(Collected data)
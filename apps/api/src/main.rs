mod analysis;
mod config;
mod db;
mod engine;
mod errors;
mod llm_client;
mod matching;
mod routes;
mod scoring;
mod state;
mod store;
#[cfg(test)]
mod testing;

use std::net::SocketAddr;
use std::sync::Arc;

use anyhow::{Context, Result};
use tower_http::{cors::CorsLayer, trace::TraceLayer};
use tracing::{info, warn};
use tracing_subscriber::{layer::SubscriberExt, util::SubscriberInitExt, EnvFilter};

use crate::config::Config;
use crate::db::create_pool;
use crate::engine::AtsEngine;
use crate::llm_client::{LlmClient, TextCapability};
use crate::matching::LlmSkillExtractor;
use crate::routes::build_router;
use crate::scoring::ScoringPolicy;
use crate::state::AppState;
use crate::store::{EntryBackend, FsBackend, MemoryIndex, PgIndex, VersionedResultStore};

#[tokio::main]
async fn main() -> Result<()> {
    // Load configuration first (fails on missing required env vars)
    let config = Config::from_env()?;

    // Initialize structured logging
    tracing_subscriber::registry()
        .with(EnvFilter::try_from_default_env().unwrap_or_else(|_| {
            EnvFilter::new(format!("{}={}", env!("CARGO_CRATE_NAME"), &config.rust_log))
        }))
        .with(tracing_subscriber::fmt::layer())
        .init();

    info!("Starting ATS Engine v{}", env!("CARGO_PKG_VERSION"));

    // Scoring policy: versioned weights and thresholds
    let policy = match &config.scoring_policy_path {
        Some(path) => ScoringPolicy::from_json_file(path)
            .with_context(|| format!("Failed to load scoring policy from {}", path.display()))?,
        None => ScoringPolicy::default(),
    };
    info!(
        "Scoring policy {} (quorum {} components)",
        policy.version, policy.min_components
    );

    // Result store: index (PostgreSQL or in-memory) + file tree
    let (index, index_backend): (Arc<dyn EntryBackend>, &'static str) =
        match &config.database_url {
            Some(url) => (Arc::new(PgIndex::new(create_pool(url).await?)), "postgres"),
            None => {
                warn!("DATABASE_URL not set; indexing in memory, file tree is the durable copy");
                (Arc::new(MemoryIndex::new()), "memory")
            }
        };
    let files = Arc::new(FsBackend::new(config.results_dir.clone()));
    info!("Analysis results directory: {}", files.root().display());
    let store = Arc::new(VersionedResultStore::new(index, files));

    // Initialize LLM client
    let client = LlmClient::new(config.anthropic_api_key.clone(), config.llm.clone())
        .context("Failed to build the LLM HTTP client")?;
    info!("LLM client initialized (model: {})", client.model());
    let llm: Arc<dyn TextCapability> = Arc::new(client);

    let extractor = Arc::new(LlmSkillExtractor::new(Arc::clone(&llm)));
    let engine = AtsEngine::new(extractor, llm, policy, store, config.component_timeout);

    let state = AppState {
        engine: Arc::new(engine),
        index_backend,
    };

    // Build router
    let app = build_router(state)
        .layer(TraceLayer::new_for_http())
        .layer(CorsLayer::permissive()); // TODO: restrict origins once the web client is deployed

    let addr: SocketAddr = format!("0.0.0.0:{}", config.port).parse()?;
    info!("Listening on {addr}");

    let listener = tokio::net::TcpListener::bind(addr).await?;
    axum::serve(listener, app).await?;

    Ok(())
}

...

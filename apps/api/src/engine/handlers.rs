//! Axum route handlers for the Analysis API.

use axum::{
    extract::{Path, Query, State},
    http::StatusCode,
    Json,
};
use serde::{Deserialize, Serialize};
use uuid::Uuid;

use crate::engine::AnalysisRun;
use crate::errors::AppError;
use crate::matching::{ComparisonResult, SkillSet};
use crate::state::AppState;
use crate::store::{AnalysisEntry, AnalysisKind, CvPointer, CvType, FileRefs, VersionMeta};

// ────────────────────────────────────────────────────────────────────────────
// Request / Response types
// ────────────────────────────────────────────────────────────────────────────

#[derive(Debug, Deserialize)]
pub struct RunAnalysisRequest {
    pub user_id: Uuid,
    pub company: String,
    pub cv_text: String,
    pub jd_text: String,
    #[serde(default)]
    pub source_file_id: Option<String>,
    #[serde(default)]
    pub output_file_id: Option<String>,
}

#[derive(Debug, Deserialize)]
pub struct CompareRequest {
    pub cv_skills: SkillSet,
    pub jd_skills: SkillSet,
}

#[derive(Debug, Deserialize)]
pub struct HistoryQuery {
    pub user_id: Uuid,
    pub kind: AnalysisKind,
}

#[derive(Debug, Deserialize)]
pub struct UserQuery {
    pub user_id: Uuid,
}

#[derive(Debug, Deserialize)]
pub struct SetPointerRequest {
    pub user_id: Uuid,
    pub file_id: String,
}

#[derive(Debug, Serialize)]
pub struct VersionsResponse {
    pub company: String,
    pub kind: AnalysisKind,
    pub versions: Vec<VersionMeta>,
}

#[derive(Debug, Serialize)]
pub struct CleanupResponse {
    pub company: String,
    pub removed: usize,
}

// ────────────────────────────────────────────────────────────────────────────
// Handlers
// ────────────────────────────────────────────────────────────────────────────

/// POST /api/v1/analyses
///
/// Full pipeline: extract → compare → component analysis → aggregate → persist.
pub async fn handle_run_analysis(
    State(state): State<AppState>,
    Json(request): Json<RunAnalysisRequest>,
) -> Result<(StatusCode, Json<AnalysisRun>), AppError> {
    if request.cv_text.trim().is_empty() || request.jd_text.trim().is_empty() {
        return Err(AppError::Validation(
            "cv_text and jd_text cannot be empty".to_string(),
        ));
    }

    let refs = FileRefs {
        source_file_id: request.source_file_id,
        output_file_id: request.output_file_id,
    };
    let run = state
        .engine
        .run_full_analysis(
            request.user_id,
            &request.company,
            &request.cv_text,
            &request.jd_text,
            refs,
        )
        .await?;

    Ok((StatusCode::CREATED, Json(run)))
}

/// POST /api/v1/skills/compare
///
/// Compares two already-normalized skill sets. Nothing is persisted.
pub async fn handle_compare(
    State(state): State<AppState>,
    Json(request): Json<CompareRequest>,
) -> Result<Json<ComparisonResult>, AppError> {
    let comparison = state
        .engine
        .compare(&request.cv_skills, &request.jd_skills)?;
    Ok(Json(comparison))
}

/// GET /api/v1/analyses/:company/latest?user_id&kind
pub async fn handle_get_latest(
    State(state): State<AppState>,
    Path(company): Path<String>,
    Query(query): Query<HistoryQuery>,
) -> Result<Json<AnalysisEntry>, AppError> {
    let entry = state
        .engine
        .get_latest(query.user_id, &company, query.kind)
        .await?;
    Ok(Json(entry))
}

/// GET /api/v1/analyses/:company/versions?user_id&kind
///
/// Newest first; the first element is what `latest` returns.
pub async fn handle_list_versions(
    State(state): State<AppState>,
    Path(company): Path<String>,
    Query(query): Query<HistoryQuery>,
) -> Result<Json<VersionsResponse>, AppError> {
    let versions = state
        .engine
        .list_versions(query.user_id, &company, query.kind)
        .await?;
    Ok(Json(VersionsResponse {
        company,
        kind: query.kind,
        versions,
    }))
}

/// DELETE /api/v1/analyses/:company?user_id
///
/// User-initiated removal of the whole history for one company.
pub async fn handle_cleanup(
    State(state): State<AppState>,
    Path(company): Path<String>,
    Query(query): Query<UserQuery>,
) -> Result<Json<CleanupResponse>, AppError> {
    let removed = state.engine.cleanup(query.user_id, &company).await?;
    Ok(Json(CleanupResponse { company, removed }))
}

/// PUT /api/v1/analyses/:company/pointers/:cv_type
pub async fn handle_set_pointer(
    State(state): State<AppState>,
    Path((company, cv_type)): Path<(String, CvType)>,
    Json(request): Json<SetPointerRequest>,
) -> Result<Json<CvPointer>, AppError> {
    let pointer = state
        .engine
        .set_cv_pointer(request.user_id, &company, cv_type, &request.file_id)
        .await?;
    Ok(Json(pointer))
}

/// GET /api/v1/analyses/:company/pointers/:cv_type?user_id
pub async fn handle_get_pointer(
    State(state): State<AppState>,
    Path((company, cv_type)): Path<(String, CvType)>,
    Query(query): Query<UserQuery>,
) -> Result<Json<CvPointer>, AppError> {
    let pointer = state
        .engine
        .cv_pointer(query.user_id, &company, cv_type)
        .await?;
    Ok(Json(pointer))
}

▸ **Task brief**: Wherever the string "Some" occurs in the data, copy the line that holds it.

▸ **Result below**:
        Some(path) => ScoringPolicy::from_json_file(path)
            Some(url) => (Arc::new(PgIndex::new(create_pool(url).await?)), "postgres"),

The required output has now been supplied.